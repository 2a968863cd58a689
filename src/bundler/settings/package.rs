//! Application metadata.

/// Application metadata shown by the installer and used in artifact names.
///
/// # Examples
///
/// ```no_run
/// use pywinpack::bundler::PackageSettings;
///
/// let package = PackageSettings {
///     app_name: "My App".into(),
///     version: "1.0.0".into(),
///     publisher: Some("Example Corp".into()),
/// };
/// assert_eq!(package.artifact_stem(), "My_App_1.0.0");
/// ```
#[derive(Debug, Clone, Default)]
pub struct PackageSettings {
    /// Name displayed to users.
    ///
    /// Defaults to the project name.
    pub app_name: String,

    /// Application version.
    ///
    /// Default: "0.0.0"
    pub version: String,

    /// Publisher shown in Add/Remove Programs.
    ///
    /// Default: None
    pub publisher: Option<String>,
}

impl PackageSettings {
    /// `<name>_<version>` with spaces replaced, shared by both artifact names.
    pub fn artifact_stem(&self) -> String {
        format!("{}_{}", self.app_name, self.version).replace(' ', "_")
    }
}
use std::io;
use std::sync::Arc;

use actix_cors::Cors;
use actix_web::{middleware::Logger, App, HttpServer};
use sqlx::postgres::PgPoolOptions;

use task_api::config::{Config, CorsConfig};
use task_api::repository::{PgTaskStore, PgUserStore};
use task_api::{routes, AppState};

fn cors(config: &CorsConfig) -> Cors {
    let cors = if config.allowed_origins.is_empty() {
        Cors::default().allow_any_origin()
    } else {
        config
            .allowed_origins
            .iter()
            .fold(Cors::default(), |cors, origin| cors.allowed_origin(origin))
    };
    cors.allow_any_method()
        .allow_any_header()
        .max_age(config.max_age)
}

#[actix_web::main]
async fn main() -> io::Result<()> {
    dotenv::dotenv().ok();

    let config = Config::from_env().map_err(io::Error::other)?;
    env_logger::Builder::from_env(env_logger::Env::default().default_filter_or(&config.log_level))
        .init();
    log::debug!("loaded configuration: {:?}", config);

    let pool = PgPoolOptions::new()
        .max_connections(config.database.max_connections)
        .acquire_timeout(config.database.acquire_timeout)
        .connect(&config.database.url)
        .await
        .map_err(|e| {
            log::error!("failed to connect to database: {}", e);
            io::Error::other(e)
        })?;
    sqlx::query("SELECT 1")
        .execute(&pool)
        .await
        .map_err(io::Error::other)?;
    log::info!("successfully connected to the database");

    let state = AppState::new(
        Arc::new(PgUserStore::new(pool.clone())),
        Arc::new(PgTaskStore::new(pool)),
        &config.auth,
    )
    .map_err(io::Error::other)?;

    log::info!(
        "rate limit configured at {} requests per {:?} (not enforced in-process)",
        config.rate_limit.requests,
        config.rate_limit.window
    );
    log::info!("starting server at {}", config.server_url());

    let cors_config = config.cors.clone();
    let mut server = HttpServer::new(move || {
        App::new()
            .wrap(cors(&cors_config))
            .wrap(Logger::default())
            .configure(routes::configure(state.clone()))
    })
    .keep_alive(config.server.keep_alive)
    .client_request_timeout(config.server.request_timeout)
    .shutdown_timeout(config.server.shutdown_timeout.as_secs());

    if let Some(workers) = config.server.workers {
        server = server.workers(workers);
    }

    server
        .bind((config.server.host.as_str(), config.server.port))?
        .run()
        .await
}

• _ASSIGNMENT_: Restate the records above word for word.

• _RESPONSE AREA_:
repository 2a968863cd58a689
filename src/bundler/settings/package.rs
//! Application metadata.

/// Application metadata shown by the installer and used in artifact names.
///
/// # Examples
///
/// ```no_run
/// use pywinpack::bundler::PackageSettings;
///
/// let package = PackageSettings {
///     app_name: "My App".into(),
///     version: "1.0.0".into(),
///     publisher: Some("Example Corp".into()),
/// };
/// assert_eq!(package.artifact_stem(), "My_App_1.0.0");
/// ```
#[derive(Debug, Clone, Default)]
pub struct PackageSettings {
    /// Name displayed to users.
    ///
    /// Defaults to the project name.
    pub app_name: String,

    /// Application version.
    ///
    /// Default: "0.0.0"
    pub version: String,

    /// Publisher shown in Add/Remove Programs.
    ///
    /// Default: None
    pub publisher: Option<String>,
}

impl PackageSettings {
    /// `<name>_<version>` with spaces replaced, shared by both artifact names.
    pub fn artifact_stem(&self) -> String {
        format!("{}_{}", self.app_name, self.version).replace(' ', "_")
    }
}
use std::io;
use std::sync::Arc;

use actix_cors::Cors;
use actix_web::{middleware::Logger, App, HttpServer};
use sqlx::postgres::PgPoolOptions;

use task_api::config::{Config, CorsConfig};
use task_api::repository::{PgTaskStore, PgUserStore};
use task_api::{routes, AppState};

fn cors(config: &CorsConfig) -> Cors {
    let cors = if config.allowed_origins.is_empty() {
        Cors::default().allow_any_origin()
    } else {
        config
            .allowed_origins
            .iter()
            .fold(Cors::default(), |cors, origin| cors.allowed_origin(origin))
    };
    cors.allow_any_method()
        .allow_any_header()
        .max_age(config.max_age)
}

#[actix_web::main]
async fn main() -> io::Result<()> {
    dotenv::dotenv().ok();

    let config = Config::from_env().map_err(io::Error::other)?;
    env_logger::Builder::from_env(env_logger::Env::default().default_filter_or(&config.log_level))
        .init();
    log::debug!("loaded configuration: {:?}", config);

    let pool = PgPoolOptions::new()
        .max_connections(config.database.max_connections)
        .acquire_timeout(config.database.acquire_timeout)
        .connect(&config.database.url)
        .await
        .map_err(|e| {
            log::error!("failed to connect to database: {}", e);
            io::Error::other(e)
        })?;
    sqlx::query("SELECT 1")
        .execute(&pool)
        .await
        .map_err(io::Error::other)?;
    log::info!("successfully connected to the database");

    let state = AppState::new(
        Arc::new(PgUserStore::new(pool.clone())),
        Arc::new(PgTaskStore::new(pool)),
        &config.auth,
    )
    .map_err(io::Error::other)?;

    log::info!(
        "rate limit configured at {} requests per {:?} (not enforced in-process)",
        config.rate_limit.requests,
        config.rate_limit.window
    );
    log::info!("starting server at {}", config.server_url());

    let cors_config = config.cors.clone();
    let mut server = HttpServer::new(move || {
        App::new()
            .wrap(cors(&cors_config))
            .wrap(Logger::default())
            .configure(routes::configure(state.clone()))
    })
    .keep_alive(config.server.keep_alive)
    .client_request_timeout(config.server.request_timeout)
    .shutdown_timeout(config.server.shutdown_timeout.as_secs());

    if let Some(workers) = config.server.workers {
        server = server.workers(workers);
    }

    server
        .bind((config.server.host.as_str(), config.server.port))?
        .run()
        .await
}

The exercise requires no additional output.